Spicy black pepper, buffalo roasted cauliflower, covered with a fresh herb ranch, and tangy, pickled red onions make this taco complete! So perfect, you won’t miss the meat!

Ingredients

  • buffalo cauliflower
  • 2 heads of cauliflower, broken into florets (about 6 cups)

  • 1/3 cup olive oil

  • 1/3 cup hot sauce, such as Siete or Frank’s RedHot

  • 1-2 tsp. freshly ground pepper, plus more to taste

  • 1 tsp. garlic powder

  • Kosher or sea salt

  • dill ranch
  • 1/2 cup sour cream or plain greek yogurt (you can use dairy-free options)

  • 1/2 tbsp. white vinegar

  • 1 tbsp. chopped fresh dill

  • 1 tbsp. chopped fresh chives, plus more for garnish (optional)

  • 1/4 cup milk of choice, plus more as needed to thin

  • 1/2 tsp. Kosher or sea salt, more to taste

  • freshly ground black pepper

  • pickled onions
  • 1 red onion, sliced thin

  • 3-4 tsp. mixed spices like peppercorns, fennel seed, cumin seed, coriander

  • 1 cup white vinegar or use apple cider or red wine vinegar

  • 1 cup water

  • 1.5 tsp.

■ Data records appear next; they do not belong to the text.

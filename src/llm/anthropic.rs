//! Anthropic Messages API provider

use super::types::{ContentBlock, LlmMessage, LlmRequest, LlmResponse, MessageRole, Usage};
use super::{LlmError, LlmService};
use async_trait::async_trait;
use reqwest::Client;
use serde::{Deserialize, Serialize};
use std::time::Duration;

pub const DEFAULT_MODEL: &str = "claude-sonnet-4-20250514";
const DEFAULT_MAX_TOKENS: u32 = 4096;

/// Messages API client, direct or through a gateway
pub struct AnthropicService {
    client: Client,
    api_key: String,
    model: String,
    base_url: String,
}

impl AnthropicService {
    pub fn new(api_key: String, model: &str, gateway: Option<&str>) -> Result<Self, LlmError> {
        let base_url = match gateway {
            Some(gw) => format!("{}/_/gateway/anthropic/v1/messages", gw.trim_end_matches('/')),
            None => "https://api.anthropic.com/v1/messages".to_string(),
        };

        let client = Client::builder()
            .connect_timeout(Duration::from_secs(30))
            .build()
            .map_err(|e| LlmError::unknown(format!("Failed to create HTTP client: {e}")))?;

        Ok(Self {
            client,
            api_key,
            model: model.to_string(),
            base_url,
        })
    }

    fn to_wire(&self, request: &LlmRequest) -> WireRequest {
        let system: Vec<WireSystemBlock> = request
            .system
            .iter()
            .map(|s| WireSystemBlock {
                r#type: "text".to_string(),
                text: s.text.clone(),
                cache_control: s.cache.then(|| CacheControl {
                    r#type: "ephemeral".to_string(),
                }),
            })
            .collect();

        let messages: Vec<WireMessage> =
            request.messages.iter().map(wire_message).collect();

        let tools: Vec<WireTool> = request
            .tools
            .iter()
            .map(|t| WireTool {
                name: t.name.clone(),
                description: t.description.clone(),
                input_schema: t.input_schema.clone(),
            })
            .collect();

        WireRequest {
            model: self.model.clone(),
            max_tokens: request.max_tokens.unwrap_or(DEFAULT_MAX_TOKENS),
            system,
            messages,
            tools: if tools.is_empty() { None } else { Some(tools) },
        }
    }
}

fn wire_message(msg: &LlmMessage) -> WireMessage {
    let role = match msg.role {
        MessageRole::User => "user",
        MessageRole::Assistant => "assistant",
    };

    WireMessage {
        role: role.to_string(),
        content: msg.content.clone(),
    }
}

fn from_wire(resp: WireResponse) -> LlmResponse {
    let content = resp
        .content
        .into_iter()
        .map(|block| match block {
            // Tool results never come back from the model
            ContentBlock::ToolResult { .. } => ContentBlock::text("[tool result]"),
            other => other,
        })
        .collect();

    LlmResponse {
        content,
        usage: Usage {
            input_tokens: resp.usage.input_tokens,
            output_tokens: resp.usage.output_tokens,
            cache_creation_tokens: resp.usage.cache_creation_input_tokens.unwrap_or(0),
            cache_read_tokens: resp.usage.cache_read_input_tokens.unwrap_or(0),
        },
    }
}

fn classify_error(status: reqwest::StatusCode, body: &str) -> LlmError {
    match status.as_u16() {
        401 | 403 => LlmError::auth(format!("Authentication failed: {body}")),
        429 => {
            let mut err = LlmError::rate_limit(format!("Rate limited: {body}"));
            if let Some(retry_after) = serde_json::from_str::<serde_json::Value>(body)
                .ok()
                .and_then(|parsed| {
                    parsed
                        .pointer("/error/retry_after")
                        .and_then(serde_json::Value::as_f64)
                })
            {
                err = err.with_retry_after(Duration::from_secs_f64(retry_after));
            }
            err
        }
        400 => LlmError::invalid_request(format!("Invalid request: {body}")),
        // 529 is Anthropic's "overloaded"
        500..=599 => LlmError::server_error(format!("Server error: {body}")),
        _ => LlmError::unknown(format!("HTTP {status}: {body}")),
    }
}

#[async_trait]
impl LlmService for AnthropicService {
    async fn complete(&self, request: &LlmRequest) -> Result<LlmResponse, LlmError> {
        let wire = self.to_wire(request);

        let response = self
            .client
            .post(&self.base_url)
            .header("x-api-key", &self.api_key)
            .header("anthropic-version", "2023-06-01")
            .header("content-type", "application/json")
            .json(&wire)
            .send()
            .await
            .map_err(|e| {
                if e.is_timeout() {
                    LlmError::timeout(format!("Request timeout: {e}"))
                } else if e.is_connect() {
                    LlmError::network(format!("Connection failed: {e}"))
                } else {
                    LlmError::network(format!("Request failed: {e}"))
                }
            })?;

        let status = response.status();
        let body = response
            .text()
            .await
            .map_err(|e| LlmError::network(format!("Failed to read response: {e}")))?;

        if !status.is_success() {
            return Err(classify_error(status, &body));
        }

        let parsed: WireResponse = serde_json::from_str(&body).map_err(|e| {
            LlmError::unknown(format!("Failed to parse response: {e} - body: {body}"))
        })?;

        Ok(from_wire(parsed))
    }

    fn model_id(&self) -> &str {
        &self.model
    }
}

// Wire format

#[derive(Debug, Serialize)]
struct WireRequest {
    model: String,
    max_tokens: u32,
    system: Vec<WireSystemBlock>,
    messages: Vec<WireMessage>,
    #[serde(skip_serializing_if = "Option::is_none")]
    tools: Option<Vec<WireTool>>,
}

#[derive(Debug, Serialize)]
struct WireSystemBlock {
    r#type: String,
    text: String,
    #[serde(skip_serializing_if = "Option::is_none")]
    cache_control: Option<CacheControl>,
}

#[derive(Debug, Serialize)]
struct CacheControl {
    r#type: String,
}

/// Our `ContentBlock` serializes to the wire shape directly
#[derive(Debug, Serialize)]
struct WireMessage {
    role: String,
    content: Vec<ContentBlock>,
}

#[derive(Debug, Serialize)]
struct WireTool {
    name: String,
    description: String,
    input_schema: serde_json::Value,
}

#[derive(Debug, Deserialize)]
struct WireResponse {
    content: Vec<ContentBlock>,
    usage: WireUsage,
}

#[derive(Debug, Deserialize)]
struct WireUsage {
    input_tokens: u64,
    output_tokens: u64,
    cache_creation_input_tokens: Option<u64>,
    cache_read_input_tokens: Option<u64>,
}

Kosher of sea salt

  • 3 tbsp. sweetener of choice (sugar, honey, allulose)

  • handful of fresh dill (optional)

  • to assemble
  • tortillas (suggestions in post)

Directions

  • buffalo cauliflower
  • Preheat oven to 425°F. Line a rimmed baking sheet with parchment paper.
  • In a medium bowl, combine the olive oil, hot sauce, pepper, garlic powder and pinch of salt. Mix well.
  • In a large bowl, place the cauliflower and add sauce. Toss to coat.
  • Lay cauliflower on the prepared baking sheet (do not overcrowd, grab a 2nd sheet if necessary). Roast until tender and golden, about 20-25 minutes.
  • dill ranch
  • In a medium bowl, stir together the sour cream or yogurt, vinegar, chives, dill, salt, and milk. Add 1-2 tbsp. more milk if needed to thin as needed. Taste and add more salt and pepper as needed.
  • pickled onions
  • Place the onion along with the vinegar, water, salt, sweetener, whole spices and any optional additions in a small pot on the stove and bring to a simmer. Simmer 1 minutes, stirring.
  • Remove from the stove and let it cool.
  • Place onions and liquid in a clean jar(s) and store in the fridge. These will last 2-3 weeks in the fridge.
  • to assemble
  • Warm or toast your tortillas. Add all of your favorite toppings (suggestions in post), cauliflower, pickled onions and ranch dressing. Top with a spritz of lime and/or some chopped chives.
    Enjoy!

Recipe Video

Notes

  • Nutrition facts based on non-fat greek yogurt, allulose, and no tortilla shell.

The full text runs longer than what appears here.